> Task to complete
Identify all lines of the data containing the string "super" and copy them.

(Beginning of Task inputs)

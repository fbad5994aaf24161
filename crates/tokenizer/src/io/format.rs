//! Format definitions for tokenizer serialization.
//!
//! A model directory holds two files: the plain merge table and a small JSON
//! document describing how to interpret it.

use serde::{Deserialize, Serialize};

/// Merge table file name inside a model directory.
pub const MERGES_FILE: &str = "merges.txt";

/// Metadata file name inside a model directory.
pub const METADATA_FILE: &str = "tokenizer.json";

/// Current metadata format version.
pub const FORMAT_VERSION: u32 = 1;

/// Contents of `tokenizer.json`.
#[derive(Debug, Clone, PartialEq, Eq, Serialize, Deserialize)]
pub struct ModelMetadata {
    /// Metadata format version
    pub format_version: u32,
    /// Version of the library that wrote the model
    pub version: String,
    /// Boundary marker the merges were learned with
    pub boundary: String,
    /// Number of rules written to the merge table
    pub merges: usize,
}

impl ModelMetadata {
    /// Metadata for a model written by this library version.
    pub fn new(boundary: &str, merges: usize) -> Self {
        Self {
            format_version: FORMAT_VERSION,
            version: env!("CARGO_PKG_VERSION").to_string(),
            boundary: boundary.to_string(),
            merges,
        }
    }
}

(End of Task inputs)
(Beginning of Task inputs)

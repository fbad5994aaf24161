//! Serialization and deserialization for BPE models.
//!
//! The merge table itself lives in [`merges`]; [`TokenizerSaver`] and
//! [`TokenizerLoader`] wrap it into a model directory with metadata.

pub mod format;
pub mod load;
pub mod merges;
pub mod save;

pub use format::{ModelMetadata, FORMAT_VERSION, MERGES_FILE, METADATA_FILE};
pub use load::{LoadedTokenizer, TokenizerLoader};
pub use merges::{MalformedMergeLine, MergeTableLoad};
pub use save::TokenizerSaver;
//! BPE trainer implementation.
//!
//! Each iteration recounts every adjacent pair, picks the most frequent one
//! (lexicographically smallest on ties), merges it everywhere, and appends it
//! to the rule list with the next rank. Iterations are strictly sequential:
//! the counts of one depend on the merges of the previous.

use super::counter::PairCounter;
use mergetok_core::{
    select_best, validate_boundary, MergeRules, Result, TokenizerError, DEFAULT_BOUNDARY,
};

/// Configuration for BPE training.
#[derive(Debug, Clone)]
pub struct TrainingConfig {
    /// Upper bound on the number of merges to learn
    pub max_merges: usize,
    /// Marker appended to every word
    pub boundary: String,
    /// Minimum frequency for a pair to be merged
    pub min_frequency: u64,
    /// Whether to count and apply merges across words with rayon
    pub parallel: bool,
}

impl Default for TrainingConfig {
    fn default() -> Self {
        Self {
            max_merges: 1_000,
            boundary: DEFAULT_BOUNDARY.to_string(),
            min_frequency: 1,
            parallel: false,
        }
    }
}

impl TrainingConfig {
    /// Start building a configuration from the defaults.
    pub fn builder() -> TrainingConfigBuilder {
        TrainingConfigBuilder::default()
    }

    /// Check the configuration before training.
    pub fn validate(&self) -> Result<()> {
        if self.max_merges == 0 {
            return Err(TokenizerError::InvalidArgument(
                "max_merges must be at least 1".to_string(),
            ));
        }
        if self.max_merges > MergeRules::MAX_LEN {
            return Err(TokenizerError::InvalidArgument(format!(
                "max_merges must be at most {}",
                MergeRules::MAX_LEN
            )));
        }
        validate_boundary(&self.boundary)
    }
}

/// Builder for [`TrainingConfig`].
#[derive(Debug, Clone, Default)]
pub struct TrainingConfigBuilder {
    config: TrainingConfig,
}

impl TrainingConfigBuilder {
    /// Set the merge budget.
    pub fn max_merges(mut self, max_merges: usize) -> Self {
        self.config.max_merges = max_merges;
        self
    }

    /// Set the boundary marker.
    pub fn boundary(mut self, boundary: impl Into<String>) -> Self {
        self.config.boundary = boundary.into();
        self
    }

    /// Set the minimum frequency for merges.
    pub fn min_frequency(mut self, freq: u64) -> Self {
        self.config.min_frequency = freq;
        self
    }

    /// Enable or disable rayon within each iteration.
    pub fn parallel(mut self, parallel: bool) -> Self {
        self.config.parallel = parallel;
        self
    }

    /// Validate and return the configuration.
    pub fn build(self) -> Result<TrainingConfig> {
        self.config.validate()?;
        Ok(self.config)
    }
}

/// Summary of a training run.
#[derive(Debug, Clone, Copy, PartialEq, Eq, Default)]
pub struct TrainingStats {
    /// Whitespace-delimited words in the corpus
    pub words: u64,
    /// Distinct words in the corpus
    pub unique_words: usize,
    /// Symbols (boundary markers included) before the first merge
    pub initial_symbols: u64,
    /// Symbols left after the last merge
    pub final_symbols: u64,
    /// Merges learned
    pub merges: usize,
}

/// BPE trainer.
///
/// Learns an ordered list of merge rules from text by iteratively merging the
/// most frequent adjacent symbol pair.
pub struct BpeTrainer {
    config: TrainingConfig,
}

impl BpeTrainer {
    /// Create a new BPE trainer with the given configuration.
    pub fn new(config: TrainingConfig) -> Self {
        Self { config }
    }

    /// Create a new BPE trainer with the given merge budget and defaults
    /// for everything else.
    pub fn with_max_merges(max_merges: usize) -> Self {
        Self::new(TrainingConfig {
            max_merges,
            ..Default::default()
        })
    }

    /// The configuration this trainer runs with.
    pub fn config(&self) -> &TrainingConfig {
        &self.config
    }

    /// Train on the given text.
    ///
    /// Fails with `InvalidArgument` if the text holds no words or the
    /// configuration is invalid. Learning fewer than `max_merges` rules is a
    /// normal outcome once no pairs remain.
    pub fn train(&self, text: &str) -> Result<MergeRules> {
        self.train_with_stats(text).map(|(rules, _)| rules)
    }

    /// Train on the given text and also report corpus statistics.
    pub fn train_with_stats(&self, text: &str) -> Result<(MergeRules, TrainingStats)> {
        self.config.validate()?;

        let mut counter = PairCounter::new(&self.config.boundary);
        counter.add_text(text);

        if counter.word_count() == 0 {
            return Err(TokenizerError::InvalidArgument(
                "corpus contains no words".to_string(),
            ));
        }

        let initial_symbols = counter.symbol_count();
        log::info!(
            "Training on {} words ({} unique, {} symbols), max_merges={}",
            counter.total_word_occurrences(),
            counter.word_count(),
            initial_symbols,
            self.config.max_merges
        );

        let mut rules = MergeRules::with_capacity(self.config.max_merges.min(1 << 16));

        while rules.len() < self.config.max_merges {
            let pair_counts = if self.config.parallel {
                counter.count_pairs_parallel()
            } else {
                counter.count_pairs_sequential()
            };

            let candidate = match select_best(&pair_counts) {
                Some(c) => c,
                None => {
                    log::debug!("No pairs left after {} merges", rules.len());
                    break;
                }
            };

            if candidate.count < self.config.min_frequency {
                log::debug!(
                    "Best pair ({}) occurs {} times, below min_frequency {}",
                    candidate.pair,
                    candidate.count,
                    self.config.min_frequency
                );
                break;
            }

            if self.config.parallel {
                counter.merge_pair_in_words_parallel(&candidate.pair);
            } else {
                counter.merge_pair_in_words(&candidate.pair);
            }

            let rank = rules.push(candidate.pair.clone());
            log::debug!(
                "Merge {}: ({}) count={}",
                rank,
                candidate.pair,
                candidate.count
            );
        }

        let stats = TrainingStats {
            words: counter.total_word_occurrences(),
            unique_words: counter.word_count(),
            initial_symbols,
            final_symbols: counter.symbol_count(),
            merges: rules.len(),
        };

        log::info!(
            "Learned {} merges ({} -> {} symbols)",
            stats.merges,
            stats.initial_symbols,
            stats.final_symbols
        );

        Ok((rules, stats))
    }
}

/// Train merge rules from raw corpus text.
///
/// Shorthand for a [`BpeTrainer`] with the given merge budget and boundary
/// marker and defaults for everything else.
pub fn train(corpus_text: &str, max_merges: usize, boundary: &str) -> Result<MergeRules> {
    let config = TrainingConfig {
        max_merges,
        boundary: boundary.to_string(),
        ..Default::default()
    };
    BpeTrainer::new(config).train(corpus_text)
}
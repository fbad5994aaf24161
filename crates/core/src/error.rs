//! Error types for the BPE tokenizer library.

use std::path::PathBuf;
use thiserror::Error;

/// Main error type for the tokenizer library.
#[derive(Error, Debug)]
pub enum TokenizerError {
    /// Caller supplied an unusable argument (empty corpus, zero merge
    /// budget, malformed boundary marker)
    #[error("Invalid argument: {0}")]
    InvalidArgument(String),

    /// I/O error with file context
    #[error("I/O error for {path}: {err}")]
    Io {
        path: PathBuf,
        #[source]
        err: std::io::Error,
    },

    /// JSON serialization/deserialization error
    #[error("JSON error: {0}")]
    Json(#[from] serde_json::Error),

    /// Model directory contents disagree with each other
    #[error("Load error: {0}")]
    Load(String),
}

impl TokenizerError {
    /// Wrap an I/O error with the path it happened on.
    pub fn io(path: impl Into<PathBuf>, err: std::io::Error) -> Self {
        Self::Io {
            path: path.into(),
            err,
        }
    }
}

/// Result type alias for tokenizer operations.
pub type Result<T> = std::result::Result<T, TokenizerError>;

(End of Task inputs)
(Beginning of Task inputs)

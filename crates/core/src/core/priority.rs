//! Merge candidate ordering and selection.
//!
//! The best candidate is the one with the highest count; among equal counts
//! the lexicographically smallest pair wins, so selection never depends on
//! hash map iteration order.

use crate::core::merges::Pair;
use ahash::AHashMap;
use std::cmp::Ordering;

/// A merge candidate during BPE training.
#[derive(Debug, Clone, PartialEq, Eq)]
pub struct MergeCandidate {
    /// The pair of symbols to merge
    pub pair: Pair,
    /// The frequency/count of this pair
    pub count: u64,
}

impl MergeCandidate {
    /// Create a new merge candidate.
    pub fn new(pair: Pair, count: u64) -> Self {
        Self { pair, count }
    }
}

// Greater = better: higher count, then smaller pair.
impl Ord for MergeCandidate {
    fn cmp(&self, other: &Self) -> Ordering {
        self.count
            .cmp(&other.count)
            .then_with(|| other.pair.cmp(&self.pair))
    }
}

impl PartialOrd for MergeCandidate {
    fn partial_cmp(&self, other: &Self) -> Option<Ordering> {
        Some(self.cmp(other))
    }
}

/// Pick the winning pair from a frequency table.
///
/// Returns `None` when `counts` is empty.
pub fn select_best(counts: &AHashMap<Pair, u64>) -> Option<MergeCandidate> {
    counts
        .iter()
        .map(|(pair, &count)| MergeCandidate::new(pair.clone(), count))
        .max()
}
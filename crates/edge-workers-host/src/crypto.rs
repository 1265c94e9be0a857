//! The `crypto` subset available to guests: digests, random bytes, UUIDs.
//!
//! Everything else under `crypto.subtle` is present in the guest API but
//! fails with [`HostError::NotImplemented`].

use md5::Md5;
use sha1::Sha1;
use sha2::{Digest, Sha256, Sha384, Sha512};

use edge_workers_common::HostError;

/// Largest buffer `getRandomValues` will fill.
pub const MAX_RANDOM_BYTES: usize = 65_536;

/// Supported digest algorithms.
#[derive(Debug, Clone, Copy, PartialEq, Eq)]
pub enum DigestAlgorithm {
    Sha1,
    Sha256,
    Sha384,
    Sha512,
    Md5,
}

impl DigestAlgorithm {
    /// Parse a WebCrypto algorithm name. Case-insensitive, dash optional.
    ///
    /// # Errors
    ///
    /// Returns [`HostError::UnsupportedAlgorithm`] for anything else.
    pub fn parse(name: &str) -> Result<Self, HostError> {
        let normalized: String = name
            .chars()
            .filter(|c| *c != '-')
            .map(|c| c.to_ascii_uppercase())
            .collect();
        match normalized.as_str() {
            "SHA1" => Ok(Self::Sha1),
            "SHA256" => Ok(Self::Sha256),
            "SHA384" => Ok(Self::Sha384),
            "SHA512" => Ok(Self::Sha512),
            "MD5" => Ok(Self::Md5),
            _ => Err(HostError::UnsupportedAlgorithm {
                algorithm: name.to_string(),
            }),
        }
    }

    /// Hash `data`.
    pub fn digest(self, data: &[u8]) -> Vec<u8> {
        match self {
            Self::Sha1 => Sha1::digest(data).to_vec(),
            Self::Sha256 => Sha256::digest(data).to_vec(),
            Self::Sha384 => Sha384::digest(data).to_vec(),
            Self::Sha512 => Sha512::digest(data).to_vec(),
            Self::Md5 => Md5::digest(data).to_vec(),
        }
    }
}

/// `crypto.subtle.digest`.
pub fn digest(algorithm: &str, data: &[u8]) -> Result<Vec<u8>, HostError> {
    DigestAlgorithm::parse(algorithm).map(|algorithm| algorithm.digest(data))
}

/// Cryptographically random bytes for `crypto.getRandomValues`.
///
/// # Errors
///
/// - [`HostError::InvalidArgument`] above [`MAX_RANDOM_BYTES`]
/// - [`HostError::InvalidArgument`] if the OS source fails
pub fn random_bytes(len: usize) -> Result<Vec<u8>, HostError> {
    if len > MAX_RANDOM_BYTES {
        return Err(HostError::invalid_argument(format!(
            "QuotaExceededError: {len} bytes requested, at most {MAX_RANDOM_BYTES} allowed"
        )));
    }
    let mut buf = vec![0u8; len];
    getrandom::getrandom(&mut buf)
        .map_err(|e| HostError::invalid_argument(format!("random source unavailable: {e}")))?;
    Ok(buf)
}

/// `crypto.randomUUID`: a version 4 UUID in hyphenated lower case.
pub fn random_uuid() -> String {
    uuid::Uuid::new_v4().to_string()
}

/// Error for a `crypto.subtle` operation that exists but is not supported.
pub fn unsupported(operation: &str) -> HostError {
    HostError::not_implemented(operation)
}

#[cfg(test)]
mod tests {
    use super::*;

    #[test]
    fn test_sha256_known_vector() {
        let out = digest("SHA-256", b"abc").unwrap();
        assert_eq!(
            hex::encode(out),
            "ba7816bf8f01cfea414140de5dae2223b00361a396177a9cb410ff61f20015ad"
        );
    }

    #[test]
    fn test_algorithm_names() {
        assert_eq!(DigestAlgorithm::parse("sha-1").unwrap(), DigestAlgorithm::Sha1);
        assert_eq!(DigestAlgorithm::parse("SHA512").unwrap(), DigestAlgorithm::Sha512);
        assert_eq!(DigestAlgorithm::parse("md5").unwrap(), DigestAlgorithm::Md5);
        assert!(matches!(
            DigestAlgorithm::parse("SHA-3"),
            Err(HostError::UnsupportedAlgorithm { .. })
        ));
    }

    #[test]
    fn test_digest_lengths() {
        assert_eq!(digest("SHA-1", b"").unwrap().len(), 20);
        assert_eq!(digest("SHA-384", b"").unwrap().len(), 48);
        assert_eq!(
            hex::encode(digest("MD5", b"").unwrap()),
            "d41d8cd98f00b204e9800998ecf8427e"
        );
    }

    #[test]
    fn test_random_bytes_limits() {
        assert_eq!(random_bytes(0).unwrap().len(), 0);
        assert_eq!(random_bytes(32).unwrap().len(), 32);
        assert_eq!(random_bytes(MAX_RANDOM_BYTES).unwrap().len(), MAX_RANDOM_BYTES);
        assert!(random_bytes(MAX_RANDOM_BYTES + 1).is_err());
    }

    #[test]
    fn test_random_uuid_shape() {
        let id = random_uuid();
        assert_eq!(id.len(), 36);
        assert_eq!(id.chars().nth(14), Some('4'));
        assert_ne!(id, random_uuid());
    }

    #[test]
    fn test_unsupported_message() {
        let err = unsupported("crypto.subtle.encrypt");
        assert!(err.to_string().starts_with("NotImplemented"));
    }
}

(End of Task inputs)

> Task response
use super::counter::PairCounter;
    use super::*;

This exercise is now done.